Let’s get straight to the point: dieting is hard. Really hard. Sure, having an on-call personal trainer, delicious meals that meet your every nutritional need (ahem) and an iron will make it easier. But really, how sustainable is it to shift some extra timber without becoming obsessive and then keep it off afterwards?
To help bring you the, ahem, ‘skinny’ on safe weight-loss, we spoke to a trio of experts: Huel’s own Daniel Clarke; Nutritionist Resource member Shannon Western; and Jo Travers, author of The Low-Fad Diet.
First of all, let’s tackle that oft-touted idea that those who do complete a drastic diet will put the weight back on in no time at all. Is this based in truth, or is it simply jealous sniping by the exercise-adverse?
“Scientific research tells us is that around 65-95% of people who diet will regain the weight they lost within five years," says Western. What’s more, she adds that the vast majority of these people – as many as 85% – won’t just regain the weight they lost after a crash diet, they’ll put on more.
This happens because our bodies are hardwired to make crash diets difficult. When you dramatically reduce calories, a cascade of physiological changes occur in your body. Your metabolism drops and energy is more readily stored as fat, in an attempt to fight what feels like a period of starvation.
But Western points out that a host of changes occur in your brain as well, such as the action of a hormone called Neuropeptide Y, which fills our minds with thoughts of all the delicious food we’re missing out on when we’re dieting. This makes drastic diets almost impossible to stick to (and is why staying motivated when losing weight is essential).
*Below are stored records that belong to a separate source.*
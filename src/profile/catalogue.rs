/// How a semantic control type maps onto parsed records.
#[derive(Debug, Clone, Copy, PartialEq, Eq)]
pub enum Mapping {
    /// Exact (cell, parameter) pair lookup; last-inserted record wins.
    Direct {
        cell: &'static str,
        parameter: &'static str,
    },
    /// Whole-cell coefficient bank, encoded as `start/count`.
    FilterBank { cell: &'static str },
    /// Case-insensitive substring search over cell and parameter names.
    Search { pattern: &'static str },
    /// Channel-specific record behind a cell-name substring shared by
    /// several channels.
    ChannelPattern {
        cell_pattern: &'static str,
        parameter_pattern: &'static str,
        channel: char,
    },
}

/// One semantic control type the profile document tries to populate.
#[derive(Debug, Clone, Copy)]
pub struct CatalogueEntry {
    pub type_id: &'static str,
    pub mapping: Mapping,
    /// Rendered into the document when the entry stays unmapped.
    pub comment: &'static str,
}

const fn direct(
    type_id: &'static str,
    cell: &'static str,
    parameter: &'static str,
    comment: &'static str,
) -> CatalogueEntry {
    CatalogueEntry {
        type_id,
        mapping: Mapping::Direct { cell, parameter },
        comment,
    }
}

const fn filter_bank(
    type_id: &'static str,
    cell: &'static str,
    comment: &'static str,
) -> CatalogueEntry {
    CatalogueEntry {
        type_id,
        mapping: Mapping::FilterBank { cell },
        comment,
    }
}

const fn search(
    type_id: &'static str,
    pattern: &'static str,
    comment: &'static str,
) -> CatalogueEntry {
    CatalogueEntry {
        type_id,
        mapping: Mapping::Search { pattern },
        comment,
    }
}

const fn channel_pattern(
    type_id: &'static str,
    cell_pattern: &'static str,
    parameter_pattern: &'static str,
    channel: char,
    comment: &'static str,
) -> CatalogueEntry {
    CatalogueEntry {
        type_id,
        mapping: Mapping::ChannelPattern {
            cell_pattern,
            parameter_pattern,
            channel,
        },
        comment,
    }
}

/// The closed catalogue of semantic control types, in document order.
pub const CATALOGUE: &[CatalogueEntry] = &[
    direct(
        "balanceRegister",
        "L-R Balance.Balance",
        "DCInpAlg145X11value",
        "L-R Balance control",
    ),
    direct(
        "muteInvertRegister",
        "Soft Mute",
        "ExternalGainAlgSlew145X1slew_mode",
        "Soft mute invert control",
    ),
    direct(
        "volumeControlRegister",
        "MasterVol",
        "HWGainADAU145XAlg5target",
        "Master volume control",
    ),
    direct(
        "volumeLimitPiRegister",
        "VolumeLimitPi",
        "HWGainADAU145XAlg6target",
        "Volume limit for Pi input",
    ),
    direct(
        "volumeLimitSPDIFRegister",
        "VolumeLimitSPDIF",
        "HWGainADAU145XAlg7target",
        "Volume limit for SPDIF input",
    ),
    direct(
        "readSPDIFOnRegister",
        "Input Detection.SPDIF on read",
        "ReadBackAlgNewSigma3001Value",
        "Read SPDIF on status",
    ),
    direct(
        "channelSelectARegister",
        "Channel Select.Ch_A",
        "monomuxSigma300ns4index",
        "Channel A selection",
    ),
    direct(
        "channelSelectBRegister",
        "Channel Select.Ch_B",
        "monomuxSigma300ns3index",
        "Channel B selection",
    ),
    direct(
        "channelSelectCRegister",
        "Channel Select.Ch_C",
        "monomuxSigma300ns2index",
        "Channel C selection",
    ),
    direct(
        "channelSelectDRegister",
        "Channel Select.Ch_D",
        "monomuxSigma300ns1index",
        "Channel D selection",
    ),
    direct(
        "invertARegister",
        "Loudspeaker EQ.Invert_A",
        "EQS300Invert4invert",
        "Invert channel A",
    ),
    direct(
        "invertBRegister",
        "Loudspeaker EQ.Invert_B",
        "EQS300Invert3invert",
        "Invert channel B",
    ),
    direct(
        "invertCRegister",
        "Loudspeaker EQ.Invert_C",
        "EQS300Invert2invert",
        "Invert channel C",
    ),
    direct(
        "invertDRegister",
        "Loudspeaker EQ.Invert_D",
        "EQS300Invert1invert",
        "Invert channel D",
    ),
    direct(
        "delayARegister",
        "Delay_A",
        "DelaySigma300Alg1delay",
        "Delay for channel A",
    ),
    direct(
        "delayBRegister",
        "Delay_B",
        "DelaySigma300Alg4delay",
        "Delay for channel B",
    ),
    direct(
        "delayCRegister",
        "Delay_C",
        "DelaySigma300Alg3delay",
        "Delay for channel C",
    ),
    direct(
        "delayDRegister",
        "Delay_D",
        "DelaySigma300Alg2delay",
        "Delay for channel D",
    ),
    search(
        "readIsDaisyChainSlaveRegister",
        "readIsDaisyChainSlave",
        "Read daisy chain slave status - need to find in .params",
    ),
    search(
        "sensitivitySPDIFRegister",
        "sensitivitySPDIF",
        "SPDIF sensitivity - need to find in .params",
    ),
    search(
        "enableSPDIFRegister",
        "enableSPDIF",
        "Enable SPDIF - need to find in .params",
    ),
    search(
        "tuningForkPitchRegister",
        "tuningForkPitch",
        "Tuning fork pitch - need to find in .params",
    ),
    search(
        "tuningForkOnRegister",
        "tuningForkOn",
        "Tuning fork on - need to find in .params",
    ),
    filter_bank(
        "IIR_A",
        "Loudspeaker EQ.IIR_A",
        "IIR filter bank for channel A",
    ),
    filter_bank(
        "IIR_B",
        "Loudspeaker EQ.IIR_B",
        "IIR filter bank for channel B",
    ),
    filter_bank(
        "IIR_C",
        "Loudspeaker EQ.IIR_C",
        "IIR filter bank for channel C",
    ),
    filter_bank(
        "IIR_D",
        "Loudspeaker EQ.IIR_D",
        "IIR filter bank for channel D",
    ),
    filter_bank(
        "toneControlLeftRegisters",
        "Tone Controls.ToneControl_L",
        "Tone control filter bank for left channel",
    ),
    filter_bank(
        "toneControlRightRegisters",
        "Tone Controls.ToneControl_R",
        "Tone control filter bank for right channel",
    ),
    filter_bank(
        "customFilterRegisterBankLeft",
        "Room Compensation.IIR_L",
        "Custom filter bank for left channel (room compensation)",
    ),
    filter_bank(
        "customFilterRegisterBankRight",
        "Room Compensation.IIR_R",
        "Custom filter bank for right channel (room compensation)",
    ),
    channel_pattern(
        "levelsARegister",
        "Levels",
        "HWGainADAU145XAlg.*target",
        'A',
        "Level control for channel A - need to identify specific parameter",
    ),
    channel_pattern(
        "levelsBRegister",
        "Levels",
        "HWGainADAU145XAlg.*target",
        'B',
        "Level control for channel B - need to identify specific parameter",
    ),
    channel_pattern(
        "levelsCRegister",
        "Levels",
        "HWGainADAU145XAlg.*target",
        'C',
        "Level control for channel C - need to identify specific parameter",
    ),
    channel_pattern(
        "levelsDRegister",
        "Levels",
        "HWGainADAU145XAlg.*target",
        'D',
        "Level control for channel D - need to identify specific parameter",
    ),
];

/// Registers with fixed addresses outside the dump's working range,
/// emitted before the catalogue-driven entries.
pub const STATIC_REGISTERS: &[(&str, u32)] = &[
    ("canBecomeDaisyChainSlaveRegister", 4833),
    ("muteRegister", 4834),
    ("enableSPDIFTransmitterRegister", 4835),
    ("disableSPDIFTransmitterAtMuteRegister", 4836),
];

const STORABLE_TYPES: &[&str] = &[
    "volumeControlRegister",
    "volumeLimitPiRegister",
    "volumeLimitSPDIFRegister",
    "balanceRegister",
    "muteInvertRegister",
    "enableSPDIFRegister",
];

/// Output attributes for a control type, driven by its id pattern.
pub fn attributes_for(type_id: &str) -> Option<&'static str> {
    if type_id.starts_with("channelSelect") {
        Some(r#"channels="left,right,mono,side" multiplier="1" storable="yes""#)
    } else if type_id.starts_with("delay") {
        Some(r#"maxDelay="2000" storable="yes""#)
    } else if STORABLE_TYPES.contains(&type_id)
        || type_id.starts_with("invert")
        || type_id.starts_with("levels")
        || type_id.starts_with("IIR_")
        || type_id.contains("Filter")
        || type_id.contains("toneControl")
    {
        Some(r#"storable="yes""#)
    } else {
        None
    }
}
When we inevitably return to our old eating patterns, our bodies are primed to put all the weight we lost straight back on again.
This rebound in weight can have an unhealthy impact on body composition too, as Travers explains. “When people lose weight a proportion of that loss is usually muscle. Unless you’re working out consistently, you can then regain fat but very little of the muscle you lost, leaving you with a higher body fat percentage than when you first went on the diet.”
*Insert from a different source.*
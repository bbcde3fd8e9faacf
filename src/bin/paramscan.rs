fn main() -> anyhow::Result<()> {
    paramscan::tools::cli::run()
}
This is one reason why ‘weight loss’ is a bit of a misnomer, really; if you’re dieting because you want to be healthier, then you should be thinking about your fat-to-muscle ratio instead. As Travers explains, excess fat around the middle can affect your metabolism and produces inflammatory compounds that increase the risk of developing type-2 diabetes, heart disease and cancer.
Speedy weight loss, followed by speedy weight gain, often precedes another bout of speedy weight loss and, you guessed it, an equally speedy return to where you started. This ‘yo-yo’ dieting – so-called because the numbers on your scales keep going down, then back up again – is incredibly common, but also incredibly bad for you long-term.
“Studies have shown that yo-yo dieting could have negative effects on cardiovascular health and may even result in greater weight gain over long periods of time,” explains Clarke.
What, then, are the guidelines for a sustainable and healthy diet that will produce longterm results? “Men should aim for a 500kcal deficit per week to lose one pound of body weight,” Clarke explains. “Also, muscle burns more calories than fat, so the higher your muscle percentage, the higher your metabolic rate.” In other words, weights are just as helpful to your weight loss goals as the treadmill.
Clarke also points out that your body composition will change as you lose weight, and that women and men naturally have different calorific needs. It’s vital to take these into account if you want to make lasting progress.
To get started without making dieting feel like a chore, Travers suggests you begin by implementing small changes into your diet. A simple way to do this, she advises, is to ask yourself the question "Will the next mouthful be as good as the last?"
“Even with our most favourite foods we reach the point where the next mouthful won't be as good,” she says. “Once you start checking in with your body like this you can start doing what makes you feel good, like including more fruit and veg. This in turn feeds the bacteria that live in our gut which in turn communicates with our brain, helping mood.”
Of course, the key thing to remember is that your weight isn’t the be all and end all. If dieting is making you unhappy, what’s the point? Doing what’s right for you is where the ultimate progress lays.
With weight loss, slow and steady almost always wins in the long-term because it’s easier to stick to new habits than to keep chasing kilograms.
“We are not all the same so why should our diets be?” asks Clarke. “If you don't like spinach, don't eat it. If you want more green vegetables in your diet, try broccoli. Small, sustainable changes over time will be the best way to long-term results. Drastic short-term changes will lead to short-term results. Your goals also need to change with you and you need to enjoy the process.”